Jumlah 64% merupakan angka yag besar untuk sebuah kelompok tenaga kerja terutama jika melihat agregat populasi Indonesia yang relatif besar dibandingkan dengan mayoritas negara lain. Berbekal bonus demografi, banyak pihak yang menilai bahwa peluang Indonesia untuk menjadi negara dengan pertumbuhan perekonomian pesat sangat terbuka lebar.
“Hari anak jadi momentum bagi pemerintah untuk lebih memperhatikan pendidikan anak di Indonesia," kata Nadia, di Jakarta, Rabu, 23 Juli 2019.
Momentum ini harus dimanfaatkan pemerintah dan masyarakat luas sebagai pengingat signifikansi peran pendidikan, terutama untuk menyongsong era bonus demografi. Hari Anak Nasional dapat menjadi sebuah momentum penting yang dapat dimanfaatkan pemerintah untuk mengevaluasi, meningkatkan, sekaligus menjaga relevansi pendidikan Indonesia agar sesuai dengan tantangan zaman.
Baca: KPAI: Empat Persoalan Anak Butuh Perhatian Ekstra
Nadia menambahkan, pendidikan berkualitas merupakan hak anak yang wajib dipenuhi oleh negara. Hal ini sejalan dengan amanat Undang-Undang Dasar 1945 yang mensyaratkan negara untuk mencerdaskan kehidupan bangsa.
Akan tetapi, jika kita melihat fenomena pendidikan Indonesia pada saat ini, kita bisa melihat bahwa akses pendidikan sudah berhasil ditingkatkan dengan siginifikan. Akan tetapi mutu dan relevansi pendidikan menjadi tantangan laten yang hingga saat ini belum dapat dipecahkan.
Kurikulum Indonesia sering disebut kurang mengakomodasi perkembangan zaman. Sebagai contoh, kurikulum SMK di Indonesia pada saat ini tidak mengakomodasi kebutuhan industri.
Akibatnya, Tingkat Pengangguran Terbuka (TPT) terbesar berasal dari lulusan SMK. Hal ini tentu sangat disayangkan mengingat tujuan SMK adalah mencetak lulusan siap kerja yang dapat langsung terjun ke industri.
Sistem zonasi sekolah juga beberapa tahun belakangan memeroleh penolakan keras dari masyarakat. Hal ini terjadi karena adanya sinkronisasi yang kurang baik antara pemerintah pusat dan daerah serta permasalahan persebaran sekolah terutama di daerah-daerah terpencil yang menyebabkan zonasi tidak berjalan baik.

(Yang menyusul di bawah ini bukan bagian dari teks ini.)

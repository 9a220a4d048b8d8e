use std::fs;
use std::io::Write;
use std::path::Path;
use std::process::{exit, Command, ExitStatus};

use clap::{Parser, Subcommand, ValueEnum};
use zip::write::FileOptions;
use zip::{CompressionMethod, ZipWriter};

// ── CLI definition ─────────────────────────────────────────────────

#[derive(Parser)]
#[command(
    name = "xtask",
    about = "Task runner for the listener-rule provisioner workspace",
    long_about = "A unified CLI for packaging the custom-resource Lambda artifact\n\
                  and running CI checks in the listener-rule provisioner workspace."
)]
struct Cli {
    #[command(subcommand)]
    command: Commands,
}

#[derive(Subcommand)]
enum Commands {
    /// Build and package the custom-resource Lambda zip artifact
    Package {
        /// Compilation target triple for the Lambda binary
        #[arg(long, default_value = "x86_64-unknown-linux-gnu")]
        target: String,
        /// Build profile used for the binary
        #[arg(value_enum, long, default_value_t = BuildProfile::Release)]
        profile: BuildProfile,
    },
    /// Run CI checks (fmt, clippy, tests)
    Ci,
}

#[derive(Clone, Copy, ValueEnum)]
enum BuildProfile {
    Debug,
    Release,
}

impl BuildProfile {
    fn dir_name(self) -> &'static str {
        match self {
            Self::Debug => "debug",
            Self::Release => "release",
        }
    }

    fn as_cargo_flag(self) -> Option<&'static str> {
        match self {
            Self::Debug => None,
            Self::Release => Some("--release"),
        }
    }
}

// ── helpers ────────────────────────────────────────────────────────

fn step(label: &str) {
    eprintln!("\n=== {label} ===");
}

fn cargo(args: &[&str]) -> ExitStatus {
    eprintln!("+ cargo {}", args.join(" "));
    Command::new("cargo")
        .args(args)
        .status()
        .expect("failed to execute cargo")
}

fn run_cargo(args: &[&str]) {
    let status = cargo(args);
    if !status.success() {
        exit(status.code().unwrap_or(1));
    }
}

fn package_lambda(target: &str, profile: BuildProfile) {
    ensure_rust_target_installed(target);
    ensure_c_linker_available(target);

    step("Build rule provisioner binary");

    let mut cargo_args = vec![
        "build",
        "-p",
        "alb_rule_lambda",
        "--target",
        target,
        "--bin",
        "rule_provisioner",
    ];
    if let Some(flag) = profile.as_cargo_flag() {
        cargo_args.push(flag);
    }
    run_cargo(&cargo_args);

    step("Package lambda zip artifact");
    let profile_dir = profile.dir_name();
    let target_dir = Path::new("target").join(target).join(profile_dir);
    let dist_dir = Path::new("dist");
    fs::create_dir_all(dist_dir).expect("failed to create lambda dist directory");

    package_lambda_zip(
        &target_dir.join(binary_name("rule_provisioner", target)),
        &dist_dir.join("rule_provisioner.zip"),
    );

    eprintln!(
        "\nPackaged artifact:\n- {}",
        dist_dir.join("rule_provisioner.zip").display()
    );
}

fn ensure_rust_target_installed(target: &str) {
    let output = Command::new("rustup")
        .args(["target", "list", "--installed"])
        .output();

    let output = match output {
        Ok(value) => value,
        Err(error) => {
            eprintln!(
                "warning: failed to run `rustup target list --installed` ({error}); continuing without target preflight"
            );
            return;
        }
    };

    if !output.status.success() {
        let stderr = String::from_utf8_lossy(&output.stderr);
        panic!(
            "failed to list installed rust targets; run `rustup target list --installed` manually. details: {}",
            stderr.trim()
        );
    }

    let installed = String::from_utf8_lossy(&output.stdout);
    if !installed.lines().any(|line| line.trim() == target) {
        panic!(
            "required rust target `{target}` is not installed. install it with `rustup target add {target}` and re-run `cargo run -p xtask -- package`"
        );
    }
}

fn ensure_c_linker_available(target: &str) {
    if !cfg!(windows) || !target.ends_with("unknown-linux-gnu") {
        return;
    }

    let env_override_keys = [
        format!("CC_{}", target.replace('-', "_")),
        format!("CC_{target}"),
        "TARGET_CC".to_string(),
        "CC".to_string(),
    ];

    for key in env_override_keys {
        if let Ok(value) = std::env::var(&key) {
            let candidate = value.trim();
            if candidate.is_empty() {
                continue;
            }
            if tool_works(candidate) {
                return;
            }
        }
    }

    let canonical = "x86_64-linux-gnu-gcc";
    if tool_works(canonical) {
        return;
    }

    panic!(
        "missing C cross-linker for target `{target}`. install `{canonical}` (or set CC_x86_64_unknown_linux_gnu) before running `cargo run -p xtask -- package`.\n\
         Tip: crates in this workspace (for example ring via reqwest's rustls backend) require a Linux C toolchain when cross-compiling from Windows."
    );
}

fn tool_works(program: &str) -> bool {
    let mut parts = program.split_whitespace();
    let Some(bin) = parts.next() else {
        return false;
    };
    let args: Vec<&str> = parts.collect();

    Command::new(bin)
        .args(&args)
        .arg("--version")
        .output()
        .map(|output| output.status.success())
        .unwrap_or(false)
}

fn binary_name(bin_name: &str, target: &str) -> String {
    if target.contains("windows") {
        format!("{bin_name}.exe")
    } else {
        bin_name.to_string()
    }
}

// The Lambda runtime expects the executable at the zip root under the name
// `bootstrap`, marked executable.
fn package_lambda_zip(binary_path: &Path, zip_path: &Path) {
    if !binary_path.exists() {
        panic!("expected lambda binary at '{}'", binary_path.display());
    }

    let binary = fs::read(binary_path).expect("failed to read lambda binary");
    let file = fs::File::create(zip_path).expect("failed to create lambda zip");
    let mut zip = ZipWriter::new(file);
    let options = FileOptions::default()
        .compression_method(CompressionMethod::Deflated)
        .unix_permissions(0o755);
    zip.start_file("bootstrap", options)
        .expect("failed to start bootstrap entry in lambda zip");
    zip.write_all(&binary)
        .expect("failed to write bootstrap entry");
    zip.finish().expect("failed to finish lambda zip");
}

// ── CI job ─────────────────────────────────────────────────────────

fn ci_check() {
    step("Check formatting");
    run_cargo(&["fmt", "--all", "--", "--check"]);

    step("Clippy");
    run_cargo(&[
        "clippy",
        "--all-targets",
        "--all-features",
        "--",
        "-D",
        "warnings",
    ]);

    step("Test alb_rule_core");
    run_cargo(&["test", "-p", "alb_rule_core"]);

    step("Test alb_rule_lambda");
    run_cargo(&["test", "-p", "alb_rule_lambda"]);
}

// ── main ───────────────────────────────────────────────────────────

fn main() {
    let cli = Cli::parse();

    match cli.command {
        Commands::Package { target, profile } => {
            package_lambda(&target, profile);
        }
        Commands::Ci => {
            ci_check();
            eprintln!("\nCI job passed.");
        }
    }
}
use serde_json::json;

use crate::adapters::listener_rules::ListenerRuleStore;
use crate::adapters::parameter_store::ParameterStore;
use crate::runtime::contract::{
    CustomResourceEvent, OidcSettings, RequestKind, RuleProperties, ValidationError,
};
use crate::runtime::priority::next_priority;
use crate::runtime::rule::{OidcRuleConfig, RuleBlueprint};

pub const SECRET_ACCESS_ERROR: &str =
    "OIDC client secret key not found in AWS Systems Manager parameter store";
pub const RULES_ACCESS_ERROR: &str = "Problem retrieving AWS application load balancer rules";
pub const RULE_CREATION_ERROR: &str = "Problem creating AWS application load balancer rule";

#[derive(Debug, Clone, PartialEq, Eq)]
pub struct LifecycleOutcome {
    pub physical_resource_id: String,
}

#[derive(Debug, Clone, PartialEq, Eq)]
pub struct LifecycleError {
    pub message: String,
}

impl From<ValidationError> for LifecycleError {
    fn from(error: ValidationError) -> Self {
        Self {
            message: error.message().to_string(),
        }
    }
}

/// Drive one custom-resource request to completion.
///
/// Create provisions a fresh rule. Update replaces the rule recorded in the
/// event's physical id with a freshly provisioned one. Delete removes that
/// rule. Removal is best effort: a rule that is already gone must not wedge
/// a stack update or teardown.
pub fn handle_event(
    event: &CustomResourceEvent,
    env_lookup: &dyn Fn(&str) -> Option<String>,
    parameters: &impl ParameterStore,
    rules: &impl ListenerRuleStore,
) -> Result<LifecycleOutcome, LifecycleError> {
    log_lifecycle_info(
        "request_received",
        json!({
            "request_type": event.request_type,
            "request_id": event.request_id.clone(),
            "logical_resource_id": event.logical_resource_id.clone(),
        }),
    );

    let outcome = match event.request_type {
        RequestKind::Create => provision_rule(event, env_lookup, parameters, rules),
        RequestKind::Update => {
            remove_existing_rule(event, rules);
            provision_rule(event, env_lookup, parameters, rules)
        }
        RequestKind::Delete => {
            remove_existing_rule(event, rules);
            Ok(LifecycleOutcome {
                physical_resource_id: event.echoed_physical_id(),
            })
        }
    };

    if let Err(error) = &outcome {
        log_lifecycle_error(
            "request_failed",
            json!({
                "request_id": event.request_id.clone(),
                "error": error.message.clone(),
            }),
        );
    }

    outcome
}

fn provision_rule(
    event: &CustomResourceEvent,
    env_lookup: &dyn Fn(&str) -> Option<String>,
    parameters: &impl ParameterStore,
    rules: &impl ListenerRuleStore,
) -> Result<LifecycleOutcome, LifecycleError> {
    let properties = RuleProperties::from_event(event)?;
    let settings = OidcSettings::from_lookup(env_lookup)?;

    let client_secret = parameters
        .decrypted_parameter(&settings.client_secret_keyname)
        .map_err(|code| LifecycleError {
            message: format!(
                "{SECRET_ACCESS_ERROR}: key_name={}; {code}",
                settings.client_secret_keyname
            ),
        })?;

    let raw_priorities =
        rules
            .rule_priorities(&properties.listener_arn)
            .map_err(|code| LifecycleError {
                message: format!(
                    "{RULES_ACCESS_ERROR}: listener_arn={}; {code}",
                    properties.listener_arn
                ),
            })?;
    let priority = next_priority(&raw_priorities).map_err(|error| LifecycleError {
        message: format!(
            "{RULES_ACCESS_ERROR}: listener_arn={}; {error}",
            properties.listener_arn
        ),
    })?;
    log_lifecycle_info(
        "priority_computed",
        json!({
            "listener_arn": properties.listener_arn.clone(),
            "existing_rules": raw_priorities.len(),
            "priority": priority,
        }),
    );

    let blueprint = RuleBlueprint::new(
        properties.listener_arn.clone(),
        priority,
        &properties.instance_id,
        properties.target_group_arn.clone(),
        OidcRuleConfig::new(&settings, client_secret),
    );
    let rule_arn = rules.create_rule(&blueprint).map_err(|code| LifecycleError {
        message: format!("{RULE_CREATION_ERROR}; {code}"),
    })?;
    log_lifecycle_info(
        "rule_created",
        json!({
            "rule_arn": rule_arn.clone(),
            "listener_arn": blueprint.listener_arn.clone(),
            "path_pattern": blueprint.path_pattern.clone(),
            "priority": blueprint.priority,
        }),
    );

    Ok(LifecycleOutcome {
        physical_resource_id: rule_arn,
    })
}

fn remove_existing_rule(event: &CustomResourceEvent, rules: &impl ListenerRuleStore) {
    let Some(rule_arn) = event.physical_resource_id.as_deref() else {
        log_lifecycle_info(
            "rule_removal_skipped",
            json!({
                "logical_resource_id": event.logical_resource_id.clone(),
                "reason": "event carries no physical resource id",
            }),
        );
        return;
    };

    match rules.delete_rule(rule_arn) {
        Ok(()) => log_lifecycle_info("rule_deleted", json!({ "rule_arn": rule_arn })),
        Err(code) => log_lifecycle_error(
            "rule_removal_failed",
            json!({
                "rule_arn": rule_arn,
                "error": code,
            }),
        ),
    }
}

fn log_lifecycle_info(event: &str, details: serde_json::Value) {
    eprintln!(
        "{}",
        json!({
            "component": "rule_lifecycle",
            "event": event,
            "timestamp": chrono::Utc::now().to_rfc3339(),
            "details": details,
        })
    );
}

fn log_lifecycle_error(event: &str, details: serde_json::Value) {
    eprintln!(
        "{}",
        json!({
            "component": "rule_lifecycle",
            "level": "error",
            "event": event,
            "timestamp": chrono::Utc::now().to_rfc3339(),
            "details": details,
        })
    );
}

Baca: Tuntutan Prestasi yang Berlebihan Langgar Hak Anak
Hal ini tentu harus menjadi pekerjaan rumah untuk pemerintah. Selain itu, kualitas guru yang masih di bawah rata-rata masih menjadi salah satu isu utama lain yang kerap kali dibahas dari tahun ke tahun.
Ketidakhadiran guru terutama di sekolah-sekolah yang berada di daerah terpencil, metode pengajaran yang sulit dicerna, serta kurangnya kompetensi guru dalam mengajar mata pengajaran tertentu menjadi beberapa contoh permasalahan guru di Indonesia.
"Tentu saja tanpa kualitas guru yang baik, harapan untuk mencetak anak bangsa yang berkualitas akan sulit tercapai,” urai Nadia.
Oleh karena itu, HAN harus menjadi momentum refleksi bagi pemerintah dan masyarakat akan arti pentingnya pendidikan berkualitas untuk anak-anak Indonesia. Indonesia merupakan negara yang diprediksi akan menjadi negara maju pada 2030 dengan adanya bonus demografi yang melimpah.
"Memetik keuntungan dari bonus demografi akan sulit untuk diwujudkan tanpa adanya komitmen untuk meningkatkan kualitas pendidikan di Indonesia," tutupnya.